My journey through my final pregnancy. Hope it isn't too boring or mundane.

Monday, February 8, 2010

July

Since this is the start, I should start at the beginning. I know I'm a bit old to have more children. But even so, in July of 2009, I thought I was pregnant. So..... my husband and I went to the store and bought a kit. My 15 year old daughter had been acting up a lot lately, normal teenage stuff. I didn't want her to know about the test because she was adamant about me not having more kids. She was afraid she'd have to change diapers and whatnot. And she would....lol. Anyway, my husband pulled the kit out of the cart and told her it was for her. He thought it was funny, she didn't. They had been having problems for the past couple of years, she resented the fact that we didn't allow her to run free and she just wanted to be a teenager. I'll never forget the date because it was my dad's birthday. He had passed away a couple of years earlier and I thought how cool it would be to find out I was pregnant on his birthday. We get home and I go to the bathroom to do the test. And SURPRISE.... I had just started my period. Then I started to freak out a bit because I started the day my daughter stopped and she hadn't started yet.

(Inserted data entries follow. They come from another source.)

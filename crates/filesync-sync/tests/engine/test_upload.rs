//! Upload diffing, batching and draining

use std::collections::HashSet;

use filesync_core::domain::{Cid, FileSyncState, SyncEvent};
use filesync_core::ports::IBlockStore;

use crate::common::{next_event, space, test_config, Call, Harness};

#[tokio::test]
async fn test_upload_pushes_only_missing_blocks() {
    let h = Harness::new(test_config().build()).await;
    let (file, blocks) = h.store_file(&[b"one", b"two", b"three"]).await;
    // The remote already has the first leaf, e.g. from another file
    h.remote.seed(&space(), &[*blocks[1].cid()]);

    h.sync.add_file(&space(), &file).await.unwrap();
    h.start();
    h.wait_idle().await;

    let pushed: HashSet<Cid> = h.remote.pushed().into_iter().collect();
    let expected: HashSet<Cid> = [&blocks[0], &blocks[2], &blocks[3]]
        .iter()
        .map(|b| *b.cid())
        .collect();
    assert_eq!(pushed, expected);
    assert!(h.remote.has_file(&space(), &file));
    assert!(h.sync.file_status(&space(), &file).is_none());
    h.stop().await;
}

#[tokio::test]
async fn test_reupload_of_synced_file_pushes_nothing() {
    let h = Harness::new(test_config().build()).await;
    let (file, _) = h.store_file(&[b"alpha", b"beta"]).await;
    h.start();

    h.sync.add_file(&space(), &file).await.unwrap();
    h.wait_idle().await;
    let pushes = h.remote.push_calls();
    assert_eq!(pushes, 1);

    h.sync.add_file(&space(), &file).await.unwrap();
    h.wait_idle().await;
    assert_eq!(h.remote.push_calls(), pushes);
    h.stop().await;
}

#[tokio::test]
async fn test_repeated_add_while_pending_merges() {
    let h = Harness::new(test_config().build()).await;
    let (file, blocks) = h.store_file(&[b"x", b"y"]).await;

    for _ in 0..5 {
        h.sync.add_file(&space(), &file).await.unwrap();
    }
    assert_eq!(h.sync.sync_status().queue_len, 1);
    assert_eq!(
        h.sync.file_status(&space(), &file).unwrap().state,
        FileSyncState::Pending
    );

    h.start();
    h.wait_idle().await;

    let pushed = h.remote.pushed();
    assert_eq!(pushed.len(), blocks.len());
    let unique: HashSet<&Cid> = pushed.iter().collect();
    assert_eq!(unique.len(), pushed.len());
    h.stop().await;
}

#[tokio::test]
async fn test_push_batches_bounded_by_bytes() {
    // Every block exceeds the budget alone, so each goes in its own batch
    let config = test_config()
        .sync_push_batch_bytes(1)
        .sync_exists_batch_size(2)
        .build();
    let h = Harness::new(config).await;
    let (file, blocks) = h.store_file(&[b"a", b"b", b"c"]).await;

    h.sync.add_file(&space(), &file).await.unwrap();
    h.start();
    h.wait_idle().await;

    let calls = h.remote.calls();
    let exists: Vec<usize> = calls
        .iter()
        .filter_map(|c| match c {
            Call::Exists { cids, .. } => Some(cids.len()),
            _ => None,
        })
        .collect();
    assert_eq!(exists, vec![2, 2]);
    assert_eq!(h.remote.push_calls(), blocks.len());
    h.stop().await;
}

#[tokio::test]
async fn test_small_blocks_share_a_batch() {
    let h = Harness::new(test_config().build()).await;
    let (file, blocks) = h.store_file(&[b"a", b"b", b"c", b"d"]).await;

    h.sync.add_file(&space(), &file).await.unwrap();
    h.start();
    h.wait_idle().await;

    assert_eq!(h.remote.push_calls(), 1);
    assert_eq!(h.remote.pushed().len(), blocks.len());
    h.stop().await;
}

#[tokio::test]
async fn test_many_files_drain() {
    let h = Harness::new(test_config().sync_workers(4).build()).await;
    let mut files = Vec::new();
    for i in 0..20u32 {
        let payload = format!("file {i}");
        let (file, _) = h.store_file(&[payload.as_bytes()]).await;
        files.push(file);
    }

    h.start();
    for file in &files {
        h.sync.add_file(&space(), file).await.unwrap();
    }
    h.wait_idle().await;

    for file in &files {
        assert!(h.remote.has_file(&space(), file));
    }
    let status = h.sync.sync_status();
    assert_eq!(status.queue_len, 0);
    assert_eq!(status.in_flight, 0);
    assert!(status.dead_lettered.is_empty());
    h.stop().await;
}

#[tokio::test]
async fn test_missing_local_block_dead_letters() {
    let h = Harness::new(test_config().build()).await;
    let mut events = h.sync.subscribe();
    let (file, blocks) = h.store_file(&[b"kept", b"lost"]).await;
    h.blocks.delete(blocks[2].cid()).await.unwrap();

    h.sync.add_file(&space(), &file).await.unwrap();
    h.start();

    let event = next_event(&mut events, |e| matches!(e, SyncEvent::DeadLettered { .. })).await;
    assert_eq!(event.key().file, file);

    let status = h.sync.sync_status();
    assert!(status.is_idle());
    assert_eq!(status.dead_lettered.len(), 1);
    assert_eq!(status.dead_lettered[0].key.file, file);
    assert_eq!(h.remote.push_calls(), 0);
    assert!(h.remote.calls().is_empty());
    h.stop().await;
}

#[tokio::test]
async fn test_non_address_file_id_dead_letters() {
    let h = Harness::new(test_config().build()).await;
    let mut events = h.sync.subscribe();
    let file = filesync_core::domain::FileId::new("not-a-cid").unwrap();

    h.sync.add_file(&space(), &file).await.unwrap();
    h.start();

    let event = next_event(&mut events, |e| matches!(e, SyncEvent::DeadLettered { .. })).await;
    match event {
        SyncEvent::DeadLettered { error, .. } => assert!(error.contains("Invalid file reference")),
        other => panic!("unexpected event {other:?}"),
    }
    h.stop().await;
}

So that I don't have to relive that very painful moment in my life, long story short, I found out she had skipped summer school a couple of days and lost her virginity. She was pregnant. So on the day that should have been exciting for me because on my dad's birthday, I would find out I was pregnant, was anything but. I found out she was. This was the start of my downhill spiral into more pain and stress than I ever could have imagined. Later in the month, her biological dad and sister would show up at my house, with the sheriff and take her away to live with them. And she went willingly. After 15 years of me taking care of her, wiping her nose and butt, being there for everything, she left with him.